** Your objective **
Your task is to copy each line of the records that includes the string "centered".
_____
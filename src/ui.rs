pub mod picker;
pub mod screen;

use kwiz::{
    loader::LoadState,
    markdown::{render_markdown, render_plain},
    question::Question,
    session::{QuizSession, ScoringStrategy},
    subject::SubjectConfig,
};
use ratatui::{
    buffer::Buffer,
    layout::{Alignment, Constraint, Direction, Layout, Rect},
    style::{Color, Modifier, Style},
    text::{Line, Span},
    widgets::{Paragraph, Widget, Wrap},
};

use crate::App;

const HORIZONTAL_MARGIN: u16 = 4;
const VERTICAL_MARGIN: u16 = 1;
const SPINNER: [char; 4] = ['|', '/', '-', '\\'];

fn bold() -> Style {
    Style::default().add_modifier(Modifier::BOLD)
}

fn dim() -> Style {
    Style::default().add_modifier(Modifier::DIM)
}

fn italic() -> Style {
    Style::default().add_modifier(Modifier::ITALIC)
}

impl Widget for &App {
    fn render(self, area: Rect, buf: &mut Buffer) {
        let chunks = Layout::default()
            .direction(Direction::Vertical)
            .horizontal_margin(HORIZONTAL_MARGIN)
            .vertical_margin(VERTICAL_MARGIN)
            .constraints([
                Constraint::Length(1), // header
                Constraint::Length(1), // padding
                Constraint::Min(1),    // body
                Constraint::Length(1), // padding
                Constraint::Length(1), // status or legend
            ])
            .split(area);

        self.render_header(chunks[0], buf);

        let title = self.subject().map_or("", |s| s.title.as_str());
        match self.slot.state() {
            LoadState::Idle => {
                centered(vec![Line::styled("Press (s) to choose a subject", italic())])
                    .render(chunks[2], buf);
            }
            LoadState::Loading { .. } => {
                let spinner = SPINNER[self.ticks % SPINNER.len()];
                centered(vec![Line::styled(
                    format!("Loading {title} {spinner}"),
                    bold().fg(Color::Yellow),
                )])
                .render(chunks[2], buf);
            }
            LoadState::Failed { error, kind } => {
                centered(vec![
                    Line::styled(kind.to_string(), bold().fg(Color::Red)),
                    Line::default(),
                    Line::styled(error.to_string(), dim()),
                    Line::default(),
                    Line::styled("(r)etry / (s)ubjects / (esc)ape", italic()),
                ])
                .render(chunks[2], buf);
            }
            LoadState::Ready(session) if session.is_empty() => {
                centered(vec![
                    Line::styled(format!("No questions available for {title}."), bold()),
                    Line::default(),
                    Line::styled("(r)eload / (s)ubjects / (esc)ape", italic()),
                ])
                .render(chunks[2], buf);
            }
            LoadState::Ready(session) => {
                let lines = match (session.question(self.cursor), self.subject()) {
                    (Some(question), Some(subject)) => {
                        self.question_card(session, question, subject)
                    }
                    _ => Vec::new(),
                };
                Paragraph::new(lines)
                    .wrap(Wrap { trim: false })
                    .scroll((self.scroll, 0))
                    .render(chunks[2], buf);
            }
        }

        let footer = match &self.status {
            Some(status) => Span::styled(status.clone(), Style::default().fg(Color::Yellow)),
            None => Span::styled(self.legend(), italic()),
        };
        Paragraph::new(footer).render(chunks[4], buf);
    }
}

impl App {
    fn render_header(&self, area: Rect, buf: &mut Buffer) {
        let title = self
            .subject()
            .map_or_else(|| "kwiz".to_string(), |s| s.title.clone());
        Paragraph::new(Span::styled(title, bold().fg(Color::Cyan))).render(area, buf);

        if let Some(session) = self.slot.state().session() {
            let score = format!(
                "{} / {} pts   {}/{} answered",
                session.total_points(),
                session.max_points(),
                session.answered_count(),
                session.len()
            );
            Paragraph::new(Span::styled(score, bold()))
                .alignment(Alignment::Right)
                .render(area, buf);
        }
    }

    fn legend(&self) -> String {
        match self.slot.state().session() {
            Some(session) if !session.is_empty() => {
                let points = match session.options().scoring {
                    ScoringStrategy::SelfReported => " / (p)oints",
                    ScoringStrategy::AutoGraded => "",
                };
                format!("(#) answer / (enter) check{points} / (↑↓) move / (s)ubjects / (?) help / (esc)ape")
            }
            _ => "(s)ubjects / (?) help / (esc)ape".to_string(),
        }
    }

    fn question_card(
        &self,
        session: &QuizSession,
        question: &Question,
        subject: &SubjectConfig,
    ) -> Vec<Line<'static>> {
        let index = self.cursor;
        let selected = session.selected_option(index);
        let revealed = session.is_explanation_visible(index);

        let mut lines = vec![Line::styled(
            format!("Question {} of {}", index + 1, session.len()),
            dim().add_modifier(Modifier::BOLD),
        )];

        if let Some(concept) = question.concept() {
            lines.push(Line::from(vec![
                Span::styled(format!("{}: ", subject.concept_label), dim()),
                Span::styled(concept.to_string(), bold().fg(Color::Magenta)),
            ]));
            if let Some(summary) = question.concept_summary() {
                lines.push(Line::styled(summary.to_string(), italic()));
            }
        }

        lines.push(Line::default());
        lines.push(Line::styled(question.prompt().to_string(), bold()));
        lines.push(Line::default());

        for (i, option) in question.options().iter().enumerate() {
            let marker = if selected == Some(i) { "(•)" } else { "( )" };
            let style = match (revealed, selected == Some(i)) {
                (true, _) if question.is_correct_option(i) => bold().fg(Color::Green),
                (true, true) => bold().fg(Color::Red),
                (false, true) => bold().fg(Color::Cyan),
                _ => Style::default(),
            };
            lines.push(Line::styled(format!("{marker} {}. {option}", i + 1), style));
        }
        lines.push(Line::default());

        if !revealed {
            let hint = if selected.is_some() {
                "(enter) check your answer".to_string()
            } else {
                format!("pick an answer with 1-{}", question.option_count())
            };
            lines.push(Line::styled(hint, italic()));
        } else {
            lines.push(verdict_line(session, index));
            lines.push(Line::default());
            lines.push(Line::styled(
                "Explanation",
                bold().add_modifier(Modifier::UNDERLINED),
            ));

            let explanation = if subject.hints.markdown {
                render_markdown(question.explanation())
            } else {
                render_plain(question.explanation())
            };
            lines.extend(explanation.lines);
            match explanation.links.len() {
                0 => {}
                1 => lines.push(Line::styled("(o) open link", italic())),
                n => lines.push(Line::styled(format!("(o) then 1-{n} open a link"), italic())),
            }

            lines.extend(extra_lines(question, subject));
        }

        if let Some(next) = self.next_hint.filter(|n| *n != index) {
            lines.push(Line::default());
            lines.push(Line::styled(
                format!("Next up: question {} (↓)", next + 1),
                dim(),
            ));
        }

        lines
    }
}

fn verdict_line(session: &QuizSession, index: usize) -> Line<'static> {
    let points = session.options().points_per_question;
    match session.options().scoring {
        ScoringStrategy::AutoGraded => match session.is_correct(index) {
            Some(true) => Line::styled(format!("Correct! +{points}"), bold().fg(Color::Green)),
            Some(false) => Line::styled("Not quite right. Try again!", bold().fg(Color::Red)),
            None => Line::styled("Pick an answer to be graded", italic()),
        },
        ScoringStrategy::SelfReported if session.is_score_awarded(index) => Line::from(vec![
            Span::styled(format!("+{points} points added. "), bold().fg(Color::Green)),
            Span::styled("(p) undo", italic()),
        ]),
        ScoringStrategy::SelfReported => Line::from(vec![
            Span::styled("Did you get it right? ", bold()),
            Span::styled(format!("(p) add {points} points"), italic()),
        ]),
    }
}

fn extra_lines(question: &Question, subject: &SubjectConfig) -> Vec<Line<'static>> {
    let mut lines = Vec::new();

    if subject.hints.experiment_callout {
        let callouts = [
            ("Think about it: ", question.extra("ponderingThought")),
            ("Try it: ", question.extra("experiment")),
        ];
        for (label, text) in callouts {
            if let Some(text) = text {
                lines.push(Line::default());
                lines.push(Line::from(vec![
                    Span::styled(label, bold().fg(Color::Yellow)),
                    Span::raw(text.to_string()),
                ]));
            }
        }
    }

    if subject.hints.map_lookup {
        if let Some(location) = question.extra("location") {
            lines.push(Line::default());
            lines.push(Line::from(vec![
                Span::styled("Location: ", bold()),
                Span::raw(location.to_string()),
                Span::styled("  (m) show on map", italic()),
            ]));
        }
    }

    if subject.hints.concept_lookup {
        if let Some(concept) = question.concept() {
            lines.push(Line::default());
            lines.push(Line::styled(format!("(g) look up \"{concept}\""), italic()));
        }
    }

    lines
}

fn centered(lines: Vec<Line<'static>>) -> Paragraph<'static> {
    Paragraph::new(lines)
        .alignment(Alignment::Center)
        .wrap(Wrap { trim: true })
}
_____
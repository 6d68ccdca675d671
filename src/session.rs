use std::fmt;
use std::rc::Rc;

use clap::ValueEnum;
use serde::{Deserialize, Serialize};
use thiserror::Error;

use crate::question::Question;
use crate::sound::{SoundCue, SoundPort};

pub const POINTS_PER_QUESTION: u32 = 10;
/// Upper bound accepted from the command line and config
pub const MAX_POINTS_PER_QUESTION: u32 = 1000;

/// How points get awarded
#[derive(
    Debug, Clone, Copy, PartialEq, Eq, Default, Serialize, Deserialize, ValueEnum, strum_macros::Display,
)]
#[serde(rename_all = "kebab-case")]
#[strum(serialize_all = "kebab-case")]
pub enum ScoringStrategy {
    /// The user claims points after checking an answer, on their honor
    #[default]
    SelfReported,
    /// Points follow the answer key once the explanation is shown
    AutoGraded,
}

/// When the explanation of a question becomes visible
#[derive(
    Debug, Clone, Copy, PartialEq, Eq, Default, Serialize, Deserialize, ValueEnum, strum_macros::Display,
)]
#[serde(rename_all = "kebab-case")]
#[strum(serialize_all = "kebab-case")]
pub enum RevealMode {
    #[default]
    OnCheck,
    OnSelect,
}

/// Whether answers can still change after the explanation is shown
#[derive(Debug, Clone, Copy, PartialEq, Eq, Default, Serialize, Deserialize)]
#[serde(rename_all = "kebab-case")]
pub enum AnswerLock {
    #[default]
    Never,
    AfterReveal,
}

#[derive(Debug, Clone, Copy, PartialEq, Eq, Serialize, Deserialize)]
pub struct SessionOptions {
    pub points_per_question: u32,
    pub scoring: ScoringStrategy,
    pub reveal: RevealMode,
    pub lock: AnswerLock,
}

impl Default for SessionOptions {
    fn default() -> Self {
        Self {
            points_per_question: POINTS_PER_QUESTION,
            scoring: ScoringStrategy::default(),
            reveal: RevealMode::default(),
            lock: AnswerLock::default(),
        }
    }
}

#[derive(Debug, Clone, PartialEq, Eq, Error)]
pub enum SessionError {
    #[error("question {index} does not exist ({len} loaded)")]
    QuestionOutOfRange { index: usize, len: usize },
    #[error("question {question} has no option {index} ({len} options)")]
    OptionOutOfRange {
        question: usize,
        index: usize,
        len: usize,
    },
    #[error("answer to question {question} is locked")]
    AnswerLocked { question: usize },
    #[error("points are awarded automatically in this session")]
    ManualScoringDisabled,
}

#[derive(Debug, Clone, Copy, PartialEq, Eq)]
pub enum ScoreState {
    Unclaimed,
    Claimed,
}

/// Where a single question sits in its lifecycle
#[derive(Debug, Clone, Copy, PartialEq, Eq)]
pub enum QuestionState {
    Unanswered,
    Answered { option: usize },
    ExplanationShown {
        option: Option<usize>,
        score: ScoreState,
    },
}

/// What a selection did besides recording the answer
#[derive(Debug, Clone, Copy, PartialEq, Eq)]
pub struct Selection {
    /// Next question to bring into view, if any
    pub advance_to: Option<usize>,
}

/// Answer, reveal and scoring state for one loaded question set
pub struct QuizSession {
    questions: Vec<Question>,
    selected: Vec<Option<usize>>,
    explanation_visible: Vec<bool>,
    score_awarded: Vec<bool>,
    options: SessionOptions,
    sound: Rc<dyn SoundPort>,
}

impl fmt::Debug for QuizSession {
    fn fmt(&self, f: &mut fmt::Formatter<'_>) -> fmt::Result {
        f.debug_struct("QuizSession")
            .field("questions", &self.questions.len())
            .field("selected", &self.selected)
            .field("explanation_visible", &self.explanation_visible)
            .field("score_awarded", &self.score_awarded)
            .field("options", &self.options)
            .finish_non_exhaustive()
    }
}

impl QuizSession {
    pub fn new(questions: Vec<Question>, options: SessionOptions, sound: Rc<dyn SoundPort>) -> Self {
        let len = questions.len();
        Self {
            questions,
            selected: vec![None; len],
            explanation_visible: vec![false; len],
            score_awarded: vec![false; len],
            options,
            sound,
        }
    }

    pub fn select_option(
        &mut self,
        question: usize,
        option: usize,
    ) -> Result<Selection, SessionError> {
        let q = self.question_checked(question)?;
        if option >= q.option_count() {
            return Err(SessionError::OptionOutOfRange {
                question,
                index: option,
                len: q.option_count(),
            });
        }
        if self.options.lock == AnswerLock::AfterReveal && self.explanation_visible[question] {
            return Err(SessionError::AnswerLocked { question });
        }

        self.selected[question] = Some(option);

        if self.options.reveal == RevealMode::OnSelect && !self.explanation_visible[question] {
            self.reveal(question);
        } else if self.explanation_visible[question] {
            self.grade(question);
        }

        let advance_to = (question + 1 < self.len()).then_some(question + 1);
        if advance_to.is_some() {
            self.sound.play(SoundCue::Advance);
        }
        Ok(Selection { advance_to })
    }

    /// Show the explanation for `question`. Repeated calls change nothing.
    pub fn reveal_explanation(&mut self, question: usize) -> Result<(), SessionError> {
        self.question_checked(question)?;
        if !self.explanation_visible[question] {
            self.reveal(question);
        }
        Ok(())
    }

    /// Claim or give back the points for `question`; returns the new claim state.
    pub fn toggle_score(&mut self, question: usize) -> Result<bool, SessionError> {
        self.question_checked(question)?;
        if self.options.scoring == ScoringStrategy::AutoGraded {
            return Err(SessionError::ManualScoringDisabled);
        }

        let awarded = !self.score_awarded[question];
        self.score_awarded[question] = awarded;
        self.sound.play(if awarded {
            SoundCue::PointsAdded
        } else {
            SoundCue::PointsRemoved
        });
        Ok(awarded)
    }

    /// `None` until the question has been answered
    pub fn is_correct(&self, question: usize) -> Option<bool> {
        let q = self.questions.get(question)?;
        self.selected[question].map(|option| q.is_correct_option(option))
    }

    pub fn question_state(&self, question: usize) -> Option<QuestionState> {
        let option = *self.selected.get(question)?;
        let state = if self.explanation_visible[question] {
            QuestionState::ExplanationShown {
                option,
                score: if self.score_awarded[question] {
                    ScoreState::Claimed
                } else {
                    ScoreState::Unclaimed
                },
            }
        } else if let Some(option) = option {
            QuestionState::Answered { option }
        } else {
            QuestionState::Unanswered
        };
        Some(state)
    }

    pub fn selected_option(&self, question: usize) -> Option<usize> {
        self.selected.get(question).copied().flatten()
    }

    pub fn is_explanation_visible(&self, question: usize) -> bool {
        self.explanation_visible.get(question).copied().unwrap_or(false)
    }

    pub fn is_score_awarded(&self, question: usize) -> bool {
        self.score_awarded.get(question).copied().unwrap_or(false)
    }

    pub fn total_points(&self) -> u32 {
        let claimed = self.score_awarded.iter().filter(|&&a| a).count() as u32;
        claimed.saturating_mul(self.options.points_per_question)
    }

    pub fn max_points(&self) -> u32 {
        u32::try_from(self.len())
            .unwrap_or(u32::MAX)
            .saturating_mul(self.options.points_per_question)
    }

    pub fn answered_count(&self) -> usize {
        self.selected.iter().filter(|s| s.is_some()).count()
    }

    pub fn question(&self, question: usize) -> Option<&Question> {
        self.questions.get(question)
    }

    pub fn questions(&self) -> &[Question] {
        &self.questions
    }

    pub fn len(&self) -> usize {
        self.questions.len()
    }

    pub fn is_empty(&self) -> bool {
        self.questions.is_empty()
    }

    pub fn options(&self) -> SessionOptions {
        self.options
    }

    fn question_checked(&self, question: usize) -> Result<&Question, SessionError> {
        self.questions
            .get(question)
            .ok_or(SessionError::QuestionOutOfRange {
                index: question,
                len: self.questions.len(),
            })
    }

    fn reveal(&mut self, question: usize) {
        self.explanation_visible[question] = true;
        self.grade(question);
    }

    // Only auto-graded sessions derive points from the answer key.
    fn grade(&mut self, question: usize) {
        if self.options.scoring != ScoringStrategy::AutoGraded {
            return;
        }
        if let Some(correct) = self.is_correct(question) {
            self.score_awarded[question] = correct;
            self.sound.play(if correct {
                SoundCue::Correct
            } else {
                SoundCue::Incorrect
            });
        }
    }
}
_____
** Task answer **
                centered(vec![Line::styled("Press (s) to choose a subject", italic())])
                centered(vec![Line::styled(
                centered(vec![
                centered(vec![
fn centered(lines: Vec<Line<'static>>) -> Paragraph<'static> {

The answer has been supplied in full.